Results were compared after three months by measuring differences in pain, function, health-related quality of life, spinal alignment, number of days in the hospital, and any complications that occurred. The Roland-Morris Disability Questionnaire was used to assess pain, function, and quality of life. X-rays and CT scans showed before and after spinal alignment.
Some of the patients in both groups ended up having surgery before they even left the hospital. There were a few reports in both groups of radicular pain (pain from the back down the leg). In those cases, surgery was needed to remove bone fragments from impinging or pressing on a spinal nerve. A couple of other patients were unable to get up and walk without severe pain, so they also had surgery to stabilize the spine (even though the X-rays showed a stable fracture).

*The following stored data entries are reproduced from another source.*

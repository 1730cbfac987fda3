// Ctrl-C handling outside the prompt. The handler only raises a flag; the
// loop polls it between steps and ends the session with the farewell
// message. A request that is already in flight runs to completion or to
// its timeout first.

use anyhow::{Context, Result};
use std::sync::atomic::{AtomicBool, Ordering};
use std::sync::Arc;

/// Shared "Ctrl-C was pressed" flag. Clones observe the same flag.
#[derive(Clone, Debug, Default)]
pub struct Interrupt(Arc<AtomicBool>);

impl Interrupt {
    pub fn new() -> Self {
        Self::default()
    }

    /// Replace the process SIGINT behaviour with raising this flag.
    /// Can be called once per process.
    pub fn install() -> Result<Self> {
        let flag = Self::new();
        let handle = flag.clone();
        ctrlc::set_handler(move || handle.trigger()).context("Failed to install Ctrl-C handler")?;
        Ok(flag)
    }

    pub fn trigger(&self) {
        self.0.store(true, Ordering::SeqCst);
    }

    pub fn is_triggered(&self) -> bool {
        self.0.load(Ordering::SeqCst)
    }
}
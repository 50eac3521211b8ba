use chrono::NaiveDate;
use log::{debug, info};

use crate::{
    aggregate::{AggregateResult, aggregate},
    currency::Currency,
    error::{RateError, Result},
    exact_rate::ExactRate,
    source::RateTableSource,
    store::FileTableStore,
    window::{DateWindow, RateWindowExtractor},
};

pub const TRAILING_MONTHS: u32 = 6;

/// Entry point shared by every output format: refreshes the cache and
/// reduces the trailing window of a currency to an [`AggregateResult`].
pub struct RateFetcher<S> {
    extractor: RateWindowExtractor<S>,
    window: DateWindow,
}

impl<S: RateTableSource> RateFetcher<S> {
    pub fn new(store: FileTableStore, source: S, today: NaiveDate) -> Result<Self> {
        Ok(Self {
            extractor: RateWindowExtractor::new(store, source, today),
            window: DateWindow::trailing_months(today, TRAILING_MONTHS)?,
        })
    }

    /// Fetches the years of the window that are missing or lack today's row.
    pub async fn refresh(&mut self) -> Result<()> {
        let window = self.window;
        self.extractor.refresh(&window).await
    }

    pub async fn get_result(&mut self, currency: Currency) -> Result<AggregateResult> {
        let window = self.window;
        let rates = self.extractor.rates(&window, currency).await?;
        if let (Some((first, _)), Some((last, _))) = (rates.first(), rates.last()) {
            debug!("{} {currency} rates from {first} to {last}", rates.len());
        }

        let values: Vec<ExactRate> = rates.into_iter().map(|(_, rate)| rate).collect();
        let result = aggregate(&values, currency)?;
        info!(
            "{currency}: average {} over {} days, last {}",
            result.average(),
            result.sample_count(),
            result.last()
        );

        Ok(result)
    }

    /// Like [`Self::get_result`] but takes a raw currency code, rejecting
    /// unsupported codes before touching the cache or the network.
    pub async fn get_result_for_code(&mut self, code: &str) -> Result<AggregateResult> {
        let currency: Currency = code.parse()?;
        self.get_result(currency).await
    }

    /// Most recent published rate in the window, without averaging.
    pub async fn latest_rate(&mut self, currency: Currency) -> Result<ExactRate> {
        let window = self.window;
        self.extractor
            .rates(&window, currency)
            .await?
            .last()
            .map(|(_, rate)| *rate)
            .ok_or_else(|| RateError::EmptyWindow {
                currency: currency.to_string(),
            })
    }
}
use rust_decimal::Decimal;

use crate::{
    error::{RateError, Result},
    exact_rate::{ExactRate, round_half_up},
};

pub const AMOUNT_DP: u32 = 2;

/// Rate the salary is divided by.
#[derive(Debug, Clone, Copy, PartialEq, Eq)]
pub enum Divisor {
    /// Trailing average from the aggregator.
    Average(ExactRate),
    /// Rate supplied by the user, bypassing aggregation.
    Override(ExactRate),
}

impl Divisor {
    pub fn rate(&self) -> ExactRate {
        match self {
            Divisor::Average(rate) | Divisor::Override(rate) => *rate,
        }
    }

    pub fn is_override(&self) -> bool {
        matches!(self, Divisor::Override(_))
    }
}

#[derive(Debug, Clone, PartialEq)]
pub struct ConversionResult {
    pub salary: u64,
    pub divisor: Divisor,
    pub last_rate: ExactRate,
    /// Salary in the foreign currency, rounded to cents.
    pub exchanged: Decimal,
    /// `exchanged` converted back to PLN at `last_rate`, rounded to grosze.
    pub round_trip: Decimal,
}

pub fn convert(salary: u64, divisor: Divisor, last_rate: ExactRate) -> Result<ConversionResult> {
    if salary == 0 {
        return Err(RateError::InvalidSalary);
    }
    let rate = divisor.rate();
    if rate.is_zero() {
        return Err(RateError::InvalidRate(rate.to_string()));
    }

    let exchanged = Decimal::from(salary)
        .checked_div(rate.as_decimal())
        .map(|amount| round_half_up(amount, AMOUNT_DP))
        .ok_or_else(|| RateError::InvalidRate(rate.to_string()))?;
    let round_trip = exchanged
        .checked_mul(last_rate.as_decimal())
        .map(|amount| round_half_up(amount, AMOUNT_DP))
        .ok_or_else(|| RateError::InvalidRate(last_rate.to_string()))?;

    Ok(ConversionResult {
        salary,
        divisor,
        last_rate,
        exchanged,
        round_trip,
    })
}
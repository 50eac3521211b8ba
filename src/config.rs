use std::{env, path::PathBuf};

use crate::error::{RateError, Result};

pub const DEFAULT_URL_TEMPLATE: &str =
    "https://www.nbp.pl/kursy/Archiwum/archiwum_tab_a_{YEAR}.csv";
pub const DEFAULT_CACHE_DIR: &str = "tables";
pub const DEFAULT_SALARY: u64 = 15000;

pub const URL_TEMPLATE_VAR: &str = "NBP_URL_TEMPLATE";
pub const CACHE_DIR_VAR: &str = "NBP_CACHE_DIR";
pub const SALARY_VAR: &str = "NBP_DEFAULT_SALARY";

#[derive(Debug, Clone, PartialEq, Eq)]
pub struct Config {
    pub url_template: String,
    pub cache_dir: PathBuf,
    pub default_salary: u64,
}

impl Default for Config {
    fn default() -> Self {
        Self {
            url_template: DEFAULT_URL_TEMPLATE.to_string(),
            cache_dir: PathBuf::from(DEFAULT_CACHE_DIR),
            default_salary: DEFAULT_SALARY,
        }
    }
}

impl Config {
    /// Reads settings from the process environment, after loading a `.env`
    /// file when one is present.
    pub fn from_env() -> Result<Self> {
        dotenvy::dotenv().ok();
        Self::from_lookup(|key| env::var(key).ok())
    }

    pub fn from_lookup(lookup: impl Fn(&str) -> Option<String>) -> Result<Self> {
        let defaults = Self::default();

        let url_template = lookup(URL_TEMPLATE_VAR).unwrap_or(defaults.url_template);
        let cache_dir = lookup(CACHE_DIR_VAR)
            .map(PathBuf::from)
            .unwrap_or(defaults.cache_dir);
        let default_salary = match lookup(SALARY_VAR) {
            Some(raw) => raw
                .trim()
                .parse::<u64>()
                .ok()
                .filter(|salary| *salary > 0)
                .ok_or_else(|| {
                    RateError::Config(format!("{SALARY_VAR} must be a positive integer, got {raw:?}"))
                })?,
            None => defaults.default_salary,
        };

        Ok(Self {
            url_template,
            cache_dir,
            default_salary,
        })
    }
}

For the rest of the patients, comparisons of variables measured showed no difference in results with or without bracing. And patients were equally satisfied with their treatment no matter which group they were in. Not only that, but there were no major differences in before and after results as seen on imaging studies. Spinal healing was just as good in one group as it was in the other. Spinal alignment and posture was also comparable. The authors intend to follow these patients for a full two-years to see if there are any long-term differences.
The only possible reason to use a brace might be for pain control in the first two-week period of time. The test scores for pain showed a slight increase in pain control for patients wearing a brace early on. The difference was only slight and by the end of six weeks, there was no difference at all. The amount of additional pain control experienced by some of the patients in the brace group might not be warranted by the price of the brace since the results will be the same in just a few short weeks. This can be decided on a case-by-case basis.
When it was all said and done, the authors concluded that for stable burst fractures, immobilization in a cast or brace just isn’t necessary. Keeping good posture and avoiding extremes of spinal movement can save these patients the financial cost of the brace as well as the physical cost of wearing an uncomfortable suit of body armor (as patients sometimes refer to this type of brace). Long-term studies are needed to confirm that the results will continue over the next year’s worth of time. Therefore, these results and recommendations are considered preliminary by the authors until they complete the full two-years of the study.